◆ **Records to process**
----------------

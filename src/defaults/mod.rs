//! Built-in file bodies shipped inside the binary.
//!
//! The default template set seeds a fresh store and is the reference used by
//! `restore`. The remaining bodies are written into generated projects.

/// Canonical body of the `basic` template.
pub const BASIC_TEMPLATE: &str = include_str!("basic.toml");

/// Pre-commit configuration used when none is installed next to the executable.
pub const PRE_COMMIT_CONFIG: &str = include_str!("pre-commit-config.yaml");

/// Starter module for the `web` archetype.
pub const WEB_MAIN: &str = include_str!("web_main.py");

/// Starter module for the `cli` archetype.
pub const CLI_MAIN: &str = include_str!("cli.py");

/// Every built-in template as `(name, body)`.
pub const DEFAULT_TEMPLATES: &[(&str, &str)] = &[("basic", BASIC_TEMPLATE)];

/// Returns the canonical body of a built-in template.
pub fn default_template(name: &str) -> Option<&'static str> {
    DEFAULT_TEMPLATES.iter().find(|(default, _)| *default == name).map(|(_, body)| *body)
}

----------------

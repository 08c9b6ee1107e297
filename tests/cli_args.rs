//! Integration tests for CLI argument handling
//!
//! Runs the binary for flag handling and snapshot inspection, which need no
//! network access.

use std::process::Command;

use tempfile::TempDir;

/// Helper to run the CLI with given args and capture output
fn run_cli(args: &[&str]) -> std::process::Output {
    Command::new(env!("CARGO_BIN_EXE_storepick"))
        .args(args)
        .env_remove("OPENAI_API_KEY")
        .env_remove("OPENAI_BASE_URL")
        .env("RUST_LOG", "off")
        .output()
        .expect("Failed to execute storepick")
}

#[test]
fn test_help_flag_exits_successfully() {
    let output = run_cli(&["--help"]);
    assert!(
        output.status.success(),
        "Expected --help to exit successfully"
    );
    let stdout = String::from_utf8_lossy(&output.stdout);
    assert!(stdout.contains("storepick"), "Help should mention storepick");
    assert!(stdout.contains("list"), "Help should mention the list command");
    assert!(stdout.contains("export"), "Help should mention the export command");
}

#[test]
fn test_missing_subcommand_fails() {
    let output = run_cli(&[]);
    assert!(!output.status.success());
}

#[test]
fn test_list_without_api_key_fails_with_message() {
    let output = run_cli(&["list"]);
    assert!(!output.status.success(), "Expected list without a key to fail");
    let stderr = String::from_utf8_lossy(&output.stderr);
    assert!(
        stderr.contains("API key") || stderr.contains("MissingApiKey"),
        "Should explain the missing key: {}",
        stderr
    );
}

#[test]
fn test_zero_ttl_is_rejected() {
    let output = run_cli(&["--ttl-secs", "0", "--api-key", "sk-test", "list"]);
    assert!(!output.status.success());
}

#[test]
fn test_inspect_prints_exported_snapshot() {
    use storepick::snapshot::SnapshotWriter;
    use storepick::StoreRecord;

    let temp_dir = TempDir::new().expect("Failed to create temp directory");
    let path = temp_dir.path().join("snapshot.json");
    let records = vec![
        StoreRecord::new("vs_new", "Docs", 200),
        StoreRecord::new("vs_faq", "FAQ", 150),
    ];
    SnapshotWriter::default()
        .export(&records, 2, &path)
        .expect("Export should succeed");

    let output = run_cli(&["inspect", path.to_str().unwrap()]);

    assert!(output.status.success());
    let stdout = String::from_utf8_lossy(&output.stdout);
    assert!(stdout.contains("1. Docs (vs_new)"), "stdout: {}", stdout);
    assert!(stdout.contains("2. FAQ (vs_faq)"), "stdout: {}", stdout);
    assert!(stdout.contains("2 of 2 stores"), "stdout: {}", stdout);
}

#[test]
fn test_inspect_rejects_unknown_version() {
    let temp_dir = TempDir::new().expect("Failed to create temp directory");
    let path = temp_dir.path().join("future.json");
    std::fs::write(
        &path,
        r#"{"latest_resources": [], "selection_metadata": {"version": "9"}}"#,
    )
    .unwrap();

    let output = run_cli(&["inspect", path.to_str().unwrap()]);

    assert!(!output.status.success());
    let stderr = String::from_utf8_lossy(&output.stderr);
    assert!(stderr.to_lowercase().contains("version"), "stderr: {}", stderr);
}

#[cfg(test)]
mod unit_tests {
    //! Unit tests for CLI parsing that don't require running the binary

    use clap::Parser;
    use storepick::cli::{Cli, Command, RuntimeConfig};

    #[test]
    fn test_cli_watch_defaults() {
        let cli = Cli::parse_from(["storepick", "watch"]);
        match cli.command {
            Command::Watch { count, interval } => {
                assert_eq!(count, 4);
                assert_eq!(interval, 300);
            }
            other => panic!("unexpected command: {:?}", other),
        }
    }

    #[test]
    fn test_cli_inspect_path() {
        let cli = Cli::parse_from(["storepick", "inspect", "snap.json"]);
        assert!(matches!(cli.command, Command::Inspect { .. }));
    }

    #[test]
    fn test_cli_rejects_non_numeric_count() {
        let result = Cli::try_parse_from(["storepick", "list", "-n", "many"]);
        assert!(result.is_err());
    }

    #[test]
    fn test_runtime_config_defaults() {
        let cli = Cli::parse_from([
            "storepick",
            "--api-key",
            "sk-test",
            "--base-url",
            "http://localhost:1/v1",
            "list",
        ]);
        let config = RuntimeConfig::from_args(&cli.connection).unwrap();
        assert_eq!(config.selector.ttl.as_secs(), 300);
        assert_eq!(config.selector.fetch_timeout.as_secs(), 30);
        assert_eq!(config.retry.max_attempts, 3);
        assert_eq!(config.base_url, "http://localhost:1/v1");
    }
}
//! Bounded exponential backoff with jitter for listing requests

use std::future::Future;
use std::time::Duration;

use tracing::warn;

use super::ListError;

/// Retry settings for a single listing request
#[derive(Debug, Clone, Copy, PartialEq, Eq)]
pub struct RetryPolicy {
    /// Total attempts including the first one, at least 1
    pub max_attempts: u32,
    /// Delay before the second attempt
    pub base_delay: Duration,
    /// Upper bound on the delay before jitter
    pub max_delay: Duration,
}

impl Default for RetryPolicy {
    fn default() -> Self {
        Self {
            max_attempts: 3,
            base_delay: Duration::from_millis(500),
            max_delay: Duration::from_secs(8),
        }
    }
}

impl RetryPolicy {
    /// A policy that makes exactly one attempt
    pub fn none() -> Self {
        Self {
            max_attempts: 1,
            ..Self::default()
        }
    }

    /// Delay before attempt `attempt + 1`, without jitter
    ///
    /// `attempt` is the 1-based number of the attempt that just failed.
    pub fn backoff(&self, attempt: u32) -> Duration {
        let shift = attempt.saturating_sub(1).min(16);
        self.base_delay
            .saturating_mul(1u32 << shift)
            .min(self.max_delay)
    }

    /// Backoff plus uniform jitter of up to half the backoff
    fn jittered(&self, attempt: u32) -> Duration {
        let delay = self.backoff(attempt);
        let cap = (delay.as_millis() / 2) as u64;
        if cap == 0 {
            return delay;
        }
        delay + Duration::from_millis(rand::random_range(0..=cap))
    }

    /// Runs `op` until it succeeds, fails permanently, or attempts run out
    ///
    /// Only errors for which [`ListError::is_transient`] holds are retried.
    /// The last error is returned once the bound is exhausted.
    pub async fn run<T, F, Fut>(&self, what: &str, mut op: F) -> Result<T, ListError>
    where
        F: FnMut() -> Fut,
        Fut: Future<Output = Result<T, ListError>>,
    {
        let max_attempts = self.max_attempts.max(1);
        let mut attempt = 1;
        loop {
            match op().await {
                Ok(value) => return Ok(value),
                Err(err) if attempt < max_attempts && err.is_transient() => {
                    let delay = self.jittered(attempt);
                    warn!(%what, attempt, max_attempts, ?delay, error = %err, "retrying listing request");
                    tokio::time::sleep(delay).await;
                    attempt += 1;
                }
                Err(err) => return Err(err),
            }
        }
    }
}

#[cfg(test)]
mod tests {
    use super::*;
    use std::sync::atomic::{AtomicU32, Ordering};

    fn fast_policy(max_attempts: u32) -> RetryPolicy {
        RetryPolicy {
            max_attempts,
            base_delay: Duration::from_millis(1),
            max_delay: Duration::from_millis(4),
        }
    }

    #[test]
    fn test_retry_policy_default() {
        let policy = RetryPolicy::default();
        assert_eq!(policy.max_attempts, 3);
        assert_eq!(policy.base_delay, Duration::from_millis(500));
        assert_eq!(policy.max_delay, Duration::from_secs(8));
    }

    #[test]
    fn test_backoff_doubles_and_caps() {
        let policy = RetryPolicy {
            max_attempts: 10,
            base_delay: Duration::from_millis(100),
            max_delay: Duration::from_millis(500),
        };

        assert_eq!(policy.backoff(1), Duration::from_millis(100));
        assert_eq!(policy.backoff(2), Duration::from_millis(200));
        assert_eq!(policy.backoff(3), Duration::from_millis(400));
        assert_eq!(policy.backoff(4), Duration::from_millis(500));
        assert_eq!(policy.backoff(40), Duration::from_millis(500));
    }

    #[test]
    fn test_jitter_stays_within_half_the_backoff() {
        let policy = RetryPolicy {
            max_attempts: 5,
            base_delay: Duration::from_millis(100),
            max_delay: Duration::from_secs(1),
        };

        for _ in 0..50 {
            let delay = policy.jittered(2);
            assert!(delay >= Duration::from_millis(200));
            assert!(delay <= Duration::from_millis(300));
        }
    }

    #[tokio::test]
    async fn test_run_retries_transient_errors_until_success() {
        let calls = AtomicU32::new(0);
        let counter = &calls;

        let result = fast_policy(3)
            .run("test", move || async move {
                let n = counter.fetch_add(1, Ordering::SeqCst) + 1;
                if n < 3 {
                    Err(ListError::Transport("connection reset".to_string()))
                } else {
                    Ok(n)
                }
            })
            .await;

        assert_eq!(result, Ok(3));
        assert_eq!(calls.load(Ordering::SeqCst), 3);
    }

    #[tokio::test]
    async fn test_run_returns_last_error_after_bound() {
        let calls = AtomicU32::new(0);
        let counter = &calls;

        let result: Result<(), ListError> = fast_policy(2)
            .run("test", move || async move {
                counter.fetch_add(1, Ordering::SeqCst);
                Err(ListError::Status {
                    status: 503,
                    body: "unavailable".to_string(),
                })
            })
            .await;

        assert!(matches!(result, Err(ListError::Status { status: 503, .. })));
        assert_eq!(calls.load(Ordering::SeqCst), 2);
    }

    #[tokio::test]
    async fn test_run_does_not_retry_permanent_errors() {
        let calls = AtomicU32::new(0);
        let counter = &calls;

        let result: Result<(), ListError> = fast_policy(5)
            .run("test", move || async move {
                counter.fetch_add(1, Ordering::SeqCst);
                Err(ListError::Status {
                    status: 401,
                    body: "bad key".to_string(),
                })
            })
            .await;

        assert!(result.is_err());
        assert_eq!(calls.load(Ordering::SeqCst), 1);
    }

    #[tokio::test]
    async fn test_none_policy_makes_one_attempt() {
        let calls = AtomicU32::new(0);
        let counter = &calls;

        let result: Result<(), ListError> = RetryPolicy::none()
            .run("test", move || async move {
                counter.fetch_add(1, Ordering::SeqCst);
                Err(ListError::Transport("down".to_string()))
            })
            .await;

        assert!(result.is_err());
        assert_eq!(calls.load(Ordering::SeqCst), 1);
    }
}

----------------

◆ **Assigned task**
Please copy out every line in the listing that has the string "json".

◆ **Your solution**
    let path = temp_dir.path().join("snapshot.json");
    let path = temp_dir.path().join("future.json");
        let cli = Cli::parse_from(["storepick", "inspect", "snap.json"]);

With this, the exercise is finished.